Later that evening…we’re in Antenna for ‘NPF Presents…’ and a ricochet of clicking is signalling appreciation rather than the lighting of a gas hob (bleddy cooker ignition’s broken again!). Chris Lanyon, who was only asked to MC the night 30 minutes before the event started – and can surely claim to be Nottingham Poetry Festival’s hardest working poet/MC! – introduces LeftLion’s own editor and remarkable acapella rap battler Bridie Squires as ‘aggy’. Surely not?! Squires’ rapid-fire, ironic yet tender observations of encounters with bailiffs, lads on BMX’s, and casino gamblers are packed with Notts colloquialisms, admissions that ‘we haven’t done the washing up for ages’ and jolts of the unexpected (‘sparrows living in my arsehole’). Squires rounds off her set with some audience participation, getting the crowd to bellow her final poem’s chorus of ‘Don’t be so bleddy mardy!’ Oo-err!!

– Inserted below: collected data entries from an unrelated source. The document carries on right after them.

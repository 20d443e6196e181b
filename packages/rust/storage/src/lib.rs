//! JSON file persistence for the staff document and the instructor bio store.
//!
//! **Access rules:**
//! - `canvas-staff.json` is overwritten in full on every successful run
//! - `instructor-bio.json` is read once and rewritten only when entries were appended
//!
//! Writes go to a sibling temp file first and are renamed into place, so a
//! killed process never leaves a half-written document behind.

use std::io::ErrorKind;
use std::path::Path;

use serde::Serialize;
use serde::de::DeserializeOwned;
use tracing::debug;

use staffsync_shared::{BioStore, Result, StaffRecord, StaffSyncError};

/// Outcome of reading a persisted JSON document.
#[derive(Debug, Clone, PartialEq)]
pub enum StoredDocument<T> {
    /// No file at the path.
    Missing,
    /// Parsed successfully.
    Loaded(T),
    /// The file exists but could not be decoded; carries the reason.
    Corrupt(String),
}

/// Read and decode a JSON document.
///
/// Undecodable content (bad JSON, wrong shape, invalid UTF-8) is reported as
/// [`StoredDocument::Corrupt`]; other I/O failures are errors.
pub fn read_json<T: DeserializeOwned>(path: &Path) -> Result<StoredDocument<T>> {
    let content = match std::fs::read_to_string(path) {
        Ok(content) => content,
        Err(e) if e.kind() == ErrorKind::NotFound => return Ok(StoredDocument::Missing),
        Err(e) if e.kind() == ErrorKind::InvalidData => {
            return Ok(StoredDocument::Corrupt(e.to_string()));
        }
        Err(e) => return Err(StaffSyncError::io(path, e)),
    };

    match serde_json::from_str(&content) {
        Ok(value) => Ok(StoredDocument::Loaded(value)),
        Err(e) => Ok(StoredDocument::Corrupt(e.to_string())),
    }
}

/// Write a JSON file (pretty-printed, two-space indent), creating parent directories.
pub fn write_json<T: Serialize>(path: &Path, data: &T) -> Result<()> {
    let json = serde_json::to_string_pretty(data)
        .map_err(|e| StaffSyncError::validation(format!("JSON serialization failed: {e}")))?;

    if let Some(parent) = path.parent().filter(|p| !p.as_os_str().is_empty()) {
        std::fs::create_dir_all(parent).map_err(|e| StaffSyncError::io(parent, e))?;
    }

    let file_name = path
        .file_name()
        .map(|n| n.to_string_lossy().into_owned())
        .ok_or_else(|| StaffSyncError::validation(format!("not a file path: {}", path.display())))?;
    let temp = path.with_file_name(format!(".{file_name}.tmp"));

    std::fs::write(&temp, json).map_err(|e| StaffSyncError::io(&temp, e))?;
    std::fs::rename(&temp, path).map_err(|e| StaffSyncError::io(path, e))?;

    debug!(path = %path.display(), "wrote JSON file");
    Ok(())
}

/// Overwrite the staff document.
pub fn save_staff_record(path: &Path, record: &StaffRecord) -> Result<()> {
    write_json(path, record)
}

/// Read the bio store, distinguishing missing and corrupt files.
pub fn load_bio_store(path: &Path) -> Result<StoredDocument<BioStore>> {
    read_json(path)
}

/// Overwrite the bio store.
pub fn save_bio_store(path: &Path, store: &BioStore) -> Result<()> {
    write_json(path, store)
}

#[cfg(test)]
mod tests {
    use super::*;
    use std::path::PathBuf;

    use staffsync_shared::{BioEntry, FALLBACK_BIO, StaffEntry};
    use uuid::Uuid;

    fn temp_dir() -> PathBuf {
        let dir = std::env::temp_dir().join(format!("staffsync-storage-{}", Uuid::now_v7()));
        std::fs::create_dir_all(&dir).unwrap();
        dir
    }

    #[test]
    fn missing_file_is_missing() {
        let dir = temp_dir();
        let loaded = load_bio_store(&dir.join("nope.json")).unwrap();
        assert_eq!(loaded, StoredDocument::Missing);
        let _ = std::fs::remove_dir_all(&dir);
    }

    #[test]
    fn corrupt_file_is_reported_not_fatal() {
        let dir = temp_dir();
        let path = dir.join("instructor-bio.json");
        std::fs::write(&path, "{ not json").unwrap();

        match load_bio_store(&path).unwrap() {
            StoredDocument::Corrupt(reason) => assert!(!reason.is_empty()),
            other => panic!("expected corrupt, got {other:?}"),
        }
        let _ = std::fs::remove_dir_all(&dir);
    }

    #[test]
    fn wrong_shape_is_corrupt() {
        let dir = temp_dir();
        let path = dir.join("instructor-bio.json");
        std::fs::write(&path, r#"{"instructor_bios": "oops"}"#).unwrap();

        assert!(matches!(
            load_bio_store(&path).unwrap(),
            StoredDocument::Corrupt(_)
        ));
        let _ = std::fs::remove_dir_all(&dir);
    }

    #[test]
    fn bio_store_roundtrip_creates_parents() {
        let dir = temp_dir();
        let path = dir.join("src").join("data").join("instructor-bio.json");
        let store = BioStore {
            instructor_bios: vec![BioEntry::new("Ada Lovelace", FALLBACK_BIO)],
            ..Default::default()
        };

        save_bio_store(&path, &store).unwrap();
        assert_eq!(load_bio_store(&path).unwrap(), StoredDocument::Loaded(store));

        // No temp file left behind
        let leftovers: Vec<_> = std::fs::read_dir(path.parent().unwrap())
            .unwrap()
            .filter_map(|e| e.ok())
            .filter(|e| e.file_name().to_string_lossy().ends_with(".tmp"))
            .collect();
        assert!(leftovers.is_empty());

        let _ = std::fs::remove_dir_all(&dir);
    }

    #[test]
    fn staff_record_is_pretty_printed() {
        let dir = temp_dir();
        let path = dir.join("canvas-staff.json");
        let mut record = StaffRecord::new("CSE 140");
        record.tas.push(StaffEntry {
            name: "Bea".into(),
            email: String::new(),
            id: "2".into(),
            sections: Some(String::new()),
        });

        save_staff_record(&path, &record).unwrap();
        let written = std::fs::read_to_string(&path).unwrap();
        assert!(written.starts_with("{\n  \"course_name\": \"CSE 140\""));
        assert!(written.contains("\"sections\": \"\""));

        // Overwritten in full on the next save
        save_staff_record(&path, &StaffRecord::new("CSE 141")).unwrap();
        let reread: StaffRecord =
            serde_json::from_str(&std::fs::read_to_string(&path).unwrap()).unwrap();
        assert_eq!(reread.course_name, "CSE 141");
        assert!(reread.tas.is_empty());

        let _ = std::fs::remove_dir_all(&dir);
    }
}
//! Application configuration for staffsync.
//!
//! Settings are layered, later layers winning: built-in defaults, the optional
//! `staffsync.toml` in the project root, environment variables (with
//! `.env.local` filling in anything the process environment lacks), and
//! finally CLI flags.

use std::collections::HashMap;
use std::path::{Path, PathBuf};
use std::time::Duration;

use serde::{Deserialize, Serialize};
use url::Url;

use crate::error::{Result, StaffSyncError};
use crate::types::{DEFAULT_COURSE_NAME, FALLBACK_BIO};

/// Optional config file name, looked up in the project root.
const CONFIG_FILE_NAME: &str = "staffsync.toml";

/// Dotenv-style file with local secrets, looked up in the project root.
const ENV_FILE_NAME: &str = ".env.local";

/// Canvas host used when nothing else is configured.
const DEFAULT_SERVER: &str = "canvas.ucsc.edu";

// ---------------------------------------------------------------------------
// Config structs (matching staffsync.toml schema)
// ---------------------------------------------------------------------------

/// Top-level application config, deserialized from TOML.
#[derive(Debug, Clone, Default, Serialize, Deserialize)]
pub struct AppConfig {
    /// Canvas connection settings.
    #[serde(default)]
    pub canvas: CanvasConfig,

    /// Output file settings.
    #[serde(default)]
    pub output: OutputConfig,
}

/// `[canvas]` section.
#[derive(Debug, Clone, Serialize, Deserialize)]
pub struct CanvasConfig {
    /// Canvas host, with or without scheme.
    #[serde(default = "default_server")]
    pub server: String,

    /// Course name used when Canvas reports none.
    #[serde(default = "default_course_name")]
    pub default_course_name: String,

    /// Per-request timeout for email lookups, in seconds.
    #[serde(default = "default_lookup_timeout")]
    pub lookup_timeout_secs: u64,
}

impl Default for CanvasConfig {
    fn default() -> Self {
        Self {
            server: default_server(),
            default_course_name: default_course_name(),
            lookup_timeout_secs: default_lookup_timeout(),
        }
    }
}

fn default_server() -> String {
    DEFAULT_SERVER.into()
}
fn default_course_name() -> String {
    DEFAULT_COURSE_NAME.into()
}
fn default_lookup_timeout() -> u64 {
    3
}

/// `[output]` section.
#[derive(Debug, Clone, Serialize, Deserialize)]
pub struct OutputConfig {
    /// Staff document path, relative to the project root.
    #[serde(default = "default_staff_path")]
    pub staff_path: String,

    /// Bio store path, relative to the project root.
    #[serde(default = "default_bio_path")]
    pub bio_path: String,

    /// Bio text given to newly added instructors.
    #[serde(default = "default_fallback_bio")]
    pub fallback_bio: String,
}

impl Default for OutputConfig {
    fn default() -> Self {
        Self {
            staff_path: default_staff_path(),
            bio_path: default_bio_path(),
            fallback_bio: default_fallback_bio(),
        }
    }
}

fn default_staff_path() -> String {
    "src/data/canvas-staff.json".into()
}
fn default_bio_path() -> String {
    "src/data/instructor-bio.json".into()
}
fn default_fallback_bio() -> String {
    FALLBACK_BIO.into()
}

// ---------------------------------------------------------------------------
// Config loading
// ---------------------------------------------------------------------------

/// Load `staffsync.toml` from `project_root`. Returns defaults if the file does not exist.
pub fn load_config(project_root: &Path) -> Result<AppConfig> {
    let path = project_root.join(CONFIG_FILE_NAME);

    if !path.exists() {
        tracing::debug!(?path, "config file not found, using defaults");
        return Ok(AppConfig::default());
    }

    load_config_from(&path)
}

/// Load the application config from a specific file path.
pub fn load_config_from(path: &Path) -> Result<AppConfig> {
    let content = std::fs::read_to_string(path).map_err(|e| StaffSyncError::io(path, e))?;

    toml::from_str(&content)
        .map_err(|e| StaffSyncError::config(format!("failed to parse {}: {e}", path.display())))
}

// ---------------------------------------------------------------------------
// Environment layer
// ---------------------------------------------------------------------------

/// Environment lookup: the process environment first, then `.env.local` values.
#[derive(Debug, Clone, Default)]
pub struct EnvLayer {
    file: HashMap<String, String>,
    use_process: bool,
}

impl EnvLayer {
    /// Read `.env.local` from `project_root` (if present) on top of the process environment.
    pub fn load(project_root: &Path) -> Result<Self> {
        let path = project_root.join(ENV_FILE_NAME);
        let file = if path.exists() {
            let content =
                std::fs::read_to_string(&path).map_err(|e| StaffSyncError::io(&path, e))?;
            let vars = parse_env_file(&content);
            tracing::debug!(?path, count = vars.len(), "loaded env file");
            vars
        } else {
            HashMap::new()
        };

        Ok(Self {
            file,
            use_process: true,
        })
    }

    /// A layer backed only by the given pairs. The process environment is ignored.
    pub fn from_pairs<K, V>(pairs: impl IntoIterator<Item = (K, V)>) -> Self
    where
        K: Into<String>,
        V: Into<String>,
    {
        Self {
            file: pairs
                .into_iter()
                .map(|(k, v)| (k.into(), v.into()))
                .collect(),
            use_process: false,
        }
    }

    /// Raw value for `key`. A variable set in the process shadows the file,
    /// even when it is empty.
    pub fn get(&self, key: &str) -> Option<String> {
        if self.use_process {
            if let Ok(value) = std::env::var(key) {
                return Some(value);
            }
        }
        self.file.get(key).cloned()
    }

    /// First non-empty value among `keys`.
    fn first_non_empty(&self, keys: &[&str]) -> Option<String> {
        keys.iter()
            .filter_map(|key| self.get(key))
            .find(|value| !value.is_empty())
    }
}

/// Parse `KEY=VALUE` lines, skipping blanks and `#` comments and
/// stripping surrounding quotes from values.
pub fn parse_env_file(content: &str) -> HashMap<String, String> {
    let mut vars = HashMap::new();
    for line in content.lines() {
        let line = line.trim();
        if line.is_empty() || line.starts_with('#') {
            continue;
        }
        let Some((key, value)) = line.split_once('=') else {
            continue;
        };
        let value = value.trim().trim_matches('"').trim_matches('\'');
        vars.insert(key.trim().to_string(), value.to_string());
    }
    vars
}

// ---------------------------------------------------------------------------
// Runtime settings (merged from config + env + CLI flags)
// ---------------------------------------------------------------------------

/// Values supplied on the command line. `None` defers to env and config.
#[derive(Debug, Clone, Default)]
pub struct SettingsOverrides {
    pub server: Option<String>,
    pub token: Option<String>,
    pub course: Option<String>,
    pub skip_emails: bool,
    pub staff_path: Option<PathBuf>,
    pub bio_path: Option<PathBuf>,
}

/// Fully resolved settings for one run.
#[derive(Clone)]
pub struct RunSettings {
    /// Canvas host, as configured (scheme optional).
    pub server: String,
    pub token: String,
    /// Unparsed course identifier.
    pub course: String,
    pub skip_emails: bool,
    pub lookup_timeout: Duration,
    pub default_course_name: String,
    pub fallback_bio: String,
    pub staff_path: PathBuf,
    pub bio_path: PathBuf,
}

impl std::fmt::Debug for RunSettings {
    fn fmt(&self, f: &mut std::fmt::Formatter<'_>) -> std::fmt::Result {
        f.debug_struct("RunSettings")
            .field("server", &self.server)
            .field("token", &"<redacted>")
            .field("course", &self.course)
            .field("skip_emails", &self.skip_emails)
            .field("lookup_timeout", &self.lookup_timeout)
            .field("default_course_name", &self.default_course_name)
            .field("fallback_bio", &self.fallback_bio)
            .field("staff_path", &self.staff_path)
            .field("bio_path", &self.bio_path)
            .finish()
    }
}

impl RunSettings {
    /// Merge all layers. Fails if the token or course id is missing.
    pub fn resolve(
        config: &AppConfig,
        env: &EnvLayer,
        overrides: &SettingsOverrides,
        project_root: &Path,
    ) -> Result<Self> {
        let server = non_empty(overrides.server.clone())
            .or_else(|| env.first_non_empty(&["CANVAS_SERVER"]))
            .or_else(|| {
                env.first_non_empty(&["VITE_CANVAS_API_BASE_URL"])
                    .map(|url| strip_scheme(&url))
                    .filter(|host| !host.is_empty())
            })
            .or_else(|| non_empty(Some(config.canvas.server.clone())))
            .unwrap_or_else(default_server);

        let token = non_empty(overrides.token.clone())
            .or_else(|| env.first_non_empty(&["CANVAS_TOKEN", "VITE_CANVAS_API_TOKEN"]))
            .ok_or_else(|| {
                StaffSyncError::config(
                    "Canvas token not found. Set CANVAS_TOKEN or VITE_CANVAS_API_TOKEN environment variable",
                )
            })?;

        let course = non_empty(overrides.course.clone())
            .or_else(|| env.first_non_empty(&["CANVAS_COURSE_ID", "VITE_CANVAS_COURSE_ID"]))
            .ok_or_else(|| {
                StaffSyncError::config(
                    "Canvas course ID not found. Set CANVAS_COURSE_ID or VITE_CANVAS_COURSE_ID environment variable",
                )
            })?;

        let skip_emails =
            overrides.skip_emails || env.get("SKIP_EMAIL_FETCH").as_deref() == Some("1");

        let staff_path = overrides
            .staff_path
            .clone()
            .unwrap_or_else(|| PathBuf::from(&config.output.staff_path));
        let bio_path = overrides
            .bio_path
            .clone()
            .unwrap_or_else(|| PathBuf::from(&config.output.bio_path));

        Ok(Self {
            server,
            token,
            course,
            skip_emails,
            lookup_timeout: Duration::from_secs(config.canvas.lookup_timeout_secs),
            default_course_name: config.canvas.default_course_name.clone(),
            fallback_bio: config.output.fallback_bio.clone(),
            staff_path: project_root.join(staff_path),
            bio_path: project_root.join(bio_path),
        })
    }

    /// Base URL of the Canvas instance; `https://` is assumed when no scheme is given.
    pub fn base_url(&self) -> Result<Url> {
        let raw = if self.server.starts_with("http") {
            self.server.clone()
        } else {
            format!("https://{}", self.server)
        };
        Url::parse(raw.trim_end_matches('/'))
            .map_err(|e| StaffSyncError::config(format!("invalid Canvas server '{}': {e}", self.server)))
    }
}

fn non_empty(value: Option<String>) -> Option<String> {
    value.filter(|v| !v.is_empty())
}

fn strip_scheme(url: &str) -> String {
    url.replace("https://", "").replace("http://", "")
}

Next up, Poetry Is Dead Good’s Stephen Thomas introduces ‘Cedric Chandelier’s cat corsets’ and the world’s most bigoted musical instrument, the ‘xenophobic xylophone’, performing poems from his debut collection Alphabet Spaghetti (published by Big White Shed), a poetic ABC for adults. Thomas – who describes his work as ‘a bit crazy and a bit messy and just a lot of fun, whilst still saying something important’ –  “hands over” to his alter-ego Steve Employment, CEO of Peach inc., to launch groundbreaking messaging app ‘Face-to-Face’, which uses ‘vocal-texting’ (speaking to someone in person, ha ha!) for instant results! (Not sure it will catch on – Ed) Thomas closes with a brilliant multi-media piece, using footage from Alexander McQueen’s final fashion show.

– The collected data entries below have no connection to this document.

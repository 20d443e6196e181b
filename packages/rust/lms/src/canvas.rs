//! Canvas REST API client.
//!
//! Resolves a course and pages through its user list. Each user's first
//! enrollment supplies the free-text `raw_role` (custom role names such as
//! `Reader` show up here) and a privilege hint derived from the enrollment's
//! base type.

use std::sync::LazyLock;
use std::time::Duration;

use regex::Regex;
use reqwest::Client;
use reqwest::header::{HeaderMap, LINK};
use serde::Deserialize;
use tracing::{debug, info, instrument};
use url::Url;

use staffsync_shared::{Course, CourseQuery, Member, Result, RoleHint, StaffSyncError};

use crate::{RosterSource, USER_AGENT};

/// Page size requested from list endpoints.
const PER_PAGE: u32 = 100;

/// Timeout for roster and course requests.
const REQUEST_TIMEOUT_SECS: u64 = 30;

/// Safety cap on followed `rel="next"` links.
const MAX_PAGES: usize = 200;

static NUMERIC_ID: LazyLock<Regex> = LazyLock::new(|| Regex::new(r"^\d+$").expect("valid regex"));
static COURSE_URL: LazyLock<Regex> =
    LazyLock::new(|| Regex::new(r"/courses/(\d+)(?:[/?#]|$)").expect("valid regex"));
static SIS_ID: LazyLock<Regex> =
    LazyLock::new(|| Regex::new(r"^sis_course_id:(.+)$").expect("valid regex"));

// ---------------------------------------------------------------------------
// Wire types
// ---------------------------------------------------------------------------

/// Canvas ids are numbers, but some deployments return them as strings.
#[derive(Debug, Deserialize)]
#[serde(untagged)]
enum RawId {
    Num(u64),
    Str(String),
}

impl RawId {
    fn into_string(self) -> String {
        match self {
            Self::Num(n) => n.to_string(),
            Self::Str(s) => s,
        }
    }
}

#[derive(Debug, Deserialize)]
struct CanvasCourse {
    id: RawId,
    #[serde(default)]
    name: Option<String>,
}

#[derive(Debug, Deserialize)]
struct CanvasEnrollment {
    #[serde(default, rename = "type")]
    kind: Option<String>,
    #[serde(default)]
    role: Option<String>,
}

#[derive(Debug, Deserialize)]
struct CanvasUser {
    id: RawId,
    #[serde(default)]
    name: Option<String>,
    #[serde(default)]
    email: Option<String>,
    #[serde(default)]
    enrollments: Vec<CanvasEnrollment>,
}

impl CanvasUser {
    fn into_member(self) -> Member {
        let first = self.enrollments.first();
        let kind = first.and_then(|e| e.kind.clone());
        let raw_role = first
            .and_then(|e| e.role.clone())
            .filter(|r| !r.is_empty())
            .or_else(|| kind.clone())
            .unwrap_or_default();

        Member {
            id: self.id.into_string(),
            name: self.name.unwrap_or_default(),
            raw_role,
            hint: kind.as_deref().and_then(hint_for_enrollment_type),
            email: self.email.unwrap_or_default(),
        }
    }
}

/// Map a Canvas base enrollment type to a privilege hint.
pub fn hint_for_enrollment_type(kind: &str) -> Option<RoleHint> {
    match kind {
        "TeacherEnrollment" => Some(RoleHint::Owner),
        "TaEnrollment" => Some(RoleHint::Grader),
        "DesignerEnrollment" => Some(RoleHint::Admin),
        "StudentEnrollment" | "StudentViewEnrollment" => Some(RoleHint::Student),
        "ObserverEnrollment" => Some(RoleHint::Observer),
        _ => None,
    }
}

// ---------------------------------------------------------------------------
// Course query parsing
// ---------------------------------------------------------------------------

/// Parse a course identifier: a numeric id, a course URL, or `sis_course_id:<id>`.
pub fn parse_course_query(raw: &str) -> Result<CourseQuery> {
    let raw = raw.trim();

    if NUMERIC_ID.is_match(raw) {
        return raw
            .parse()
            .map(CourseQuery::Id)
            .map_err(|e| StaffSyncError::validation(format!("invalid course id '{raw}': {e}")));
    }

    if let Some(caps) = SIS_ID.captures(raw) {
        return Ok(CourseQuery::Sis(caps[1].trim().to_string()));
    }

    if raw.starts_with("http") {
        if let Some(caps) = COURSE_URL.captures(raw) {
            return caps[1]
                .parse()
                .map(CourseQuery::Id)
                .map_err(|e| StaffSyncError::validation(format!("invalid course URL '{raw}': {e}")));
        }
    }

    Err(StaffSyncError::validation(format!(
        "invalid course query: {raw}"
    )))
}

// ---------------------------------------------------------------------------
// Client
// ---------------------------------------------------------------------------

/// Authenticated Canvas API client.
#[derive(Debug, Clone)]
pub struct CanvasClient {
    base_url: Url,
    token: String,
    client: Client,
}

impl CanvasClient {
    /// Create a client for the Canvas instance at `base_url`.
    pub fn new(base_url: Url, token: impl Into<String>) -> Result<Self> {
        let client = Client::builder()
            .user_agent(USER_AGENT)
            .redirect(reqwest::redirect::Policy::limited(5))
            .timeout(Duration::from_secs(REQUEST_TIMEOUT_SECS))
            .build()
            .map_err(|e| StaffSyncError::Network(format!("failed to build HTTP client: {e}")))?;

        Ok(Self {
            base_url,
            token: token.into(),
            client,
        })
    }

    /// Headers every authenticated Canvas request carries.
    pub fn standard_headers(&self) -> Vec<(String, String)> {
        vec![
            ("Authorization".into(), format!("Bearer {}", self.token)),
            ("Accept".into(), "application/json".into()),
        ]
    }

    /// Absolute URL for an API path such as `/api/v1/users/5`.
    pub fn api_url(&self, path: &str) -> String {
        format!("{}{}", self.base_url.as_str().trim_end_matches('/'), path)
    }

    async fn get_json<T: serde::de::DeserializeOwned>(&self, url: &str) -> Result<(T, HeaderMap)> {
        let response = self
            .client
            .get(url)
            .bearer_auth(&self.token)
            .send()
            .await
            .map_err(|e| StaffSyncError::Network(format!("{url}: {e}")))?;

        let status = response.status();
        if !status.is_success() {
            return Err(StaffSyncError::Http {
                status: status.as_u16(),
                url: url.to_string(),
            });
        }

        let headers = response.headers().clone();
        let body = response
            .json::<T>()
            .await
            .map_err(|e| StaffSyncError::parse(format!("{url}: {e}")))?;
        Ok((body, headers))
    }
}

impl RosterSource for CanvasClient {
    fn parse_course_query(&self, raw: &str) -> Result<CourseQuery> {
        parse_course_query(raw)
    }

    #[instrument(skip_all, fields(course = %query))]
    async fn resolve_course(&self, query: &CourseQuery) -> Result<Course> {
        let url = self.api_url(&format!("/api/v1/courses/{}", query.path_segment()));
        let (course, _) = self.get_json::<CanvasCourse>(&url).await?;
        let course = Course {
            id: course.id.into_string(),
            name: course.name,
        };
        debug!(id = %course.id, name = ?course.name, "resolved course");
        Ok(course)
    }

    #[instrument(skip_all, fields(course = %query))]
    async fn list_members(&self, query: &CourseQuery) -> Result<Vec<Member>> {
        let mut next = Some(self.api_url(&format!(
            "/api/v1/courses/{}/users?include[]=enrollments&include[]=email&per_page={PER_PAGE}",
            query.path_segment()
        )));
        let mut members = Vec::new();
        let mut pages = 0;

        while let Some(url) = next.take() {
            if pages == MAX_PAGES {
                return Err(StaffSyncError::validation(format!(
                    "user list exceeded {MAX_PAGES} pages"
                )));
            }
            let (users, headers) = self.get_json::<Vec<CanvasUser>>(&url).await?;
            pages += 1;
            debug!(page = pages, count = users.len(), "fetched user page");

            members.extend(users.into_iter().map(CanvasUser::into_member));
            next = next_page_link(&headers);
        }

        info!(count = members.len(), pages, "listed course members");
        Ok(members)
    }
}

/// Extract the `rel="next"` target from a `Link` header.
fn next_page_link(headers: &HeaderMap) -> Option<String> {
    let link = headers.get(LINK)?.to_str().ok()?;
    link.split(',').find_map(|part| {
        let (target, params) = part.split_once(';')?;
        params
            .split(';')
            .any(|p| p.trim() == r#"rel="next""#)
            .then(|| {
                target
                    .trim()
                    .trim_start_matches('<')
                    .trim_end_matches('>')
                    .to_string()
            })
    })
}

The Scottish can use European words like schadenfreude because they voted Remain, gibes left-wing Scottish poet and headline act Elvis McGonagall after the break. However, McGonagall lived in Dorset for 14 years, which he describes as ‘Royston Vasey by-the-sea’. His time working in an eccentric pub (The Square and Compass, near Swanage – Ed) provides bags of comic material, from the entitled demands of the London weekend crowd – ‘Tristan, Isolde and little Tarquin!’ – to houses ‘painted in a lovely shade of Farrow and Ball “Soft Brexit”’! What is the world coming to? The American President is ‘a tangerine cock-womble’ with ‘hair like a flock of seagulls tribute act’; a Rees-Mogg is ‘something PG Wodehouse left in the back of the fridge’; and ‘the British can’t even name a ship anymore…Boaty McBoatface’! McGonagall’s stand-up style of delivery, weaving political opinions, anecdotes and poems together, hits the right note with the audience tonight, producing plenty of laugh-out-loud moments as his words whallop into their Tory targets or conjure glorious images of Brit absurdity, from hacked labradoodles and the scary possibility of ambulances run by Deliveroo, to what the Queen REALLY thinks and the observation that ‘Piers Morgan looks like Tom Hanks if Tom Hanks was made out of runny cheese’.

The evening draws to a close and we head off to the pub to try out this new Face-To-Face app thingy. Early trials indicate it’s surprisingly effective after a pint or two!